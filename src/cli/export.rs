//! Export CLI command
//!
//! Writes the (optionally filtered) transactions of an account as CSV.
//! A file name of `-` writes to stdout.

use std::fs::File;
use std::io::{self, BufWriter, Write};
use std::path::Path;

use crate::error::{CashbookError, CashbookResult};
use crate::export::export_transactions_csv;
use crate::services::{AccountService, CategoryService, TransactionService};
use crate::storage::Storage;

use super::FilterArgs;

/// Handle the export command
pub fn handle_export_command(
    storage: &Storage,
    file: &Path,
    account: &str,
    filter: &FilterArgs,
) -> CashbookResult<()> {
    let target = AccountService::new(storage).require(account)?;
    let spec = filter.to_spec(storage, target.id)?;

    let result = TransactionService::new(storage).list_filtered(target.id, &spec)?;
    let categories = CategoryService::new(storage).list_for_account(target.id)?;

    if file.as_os_str() == "-" {
        let stdout = io::stdout();
        let mut out = stdout.lock();
        export_transactions_csv(&mut out, &result.transactions, &categories)?;
        writeln!(out).map_err(|e| CashbookError::Export(e.to_string()))?;
        return Ok(());
    }

    let handle = File::create(file)
        .map_err(|e| CashbookError::Export(format!("cannot create {}: {}", file.display(), e)))?;
    let mut writer = BufWriter::new(handle);
    export_transactions_csv(&mut writer, &result.transactions, &categories)?;

    println!(
        "Exported {} transactions to: {}",
        result.transactions.len(),
        file.display()
    );

    Ok(())
}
++++++++++++++++++++
#### Exercise details
Whenever "TransactionService" occurs in a line of the entries, copy that line.

#### Response area
use crate::services::{AccountService, CategoryService, TransactionService};
    let result = TransactionService::new(storage).list_filtered(target.id, &spec)?;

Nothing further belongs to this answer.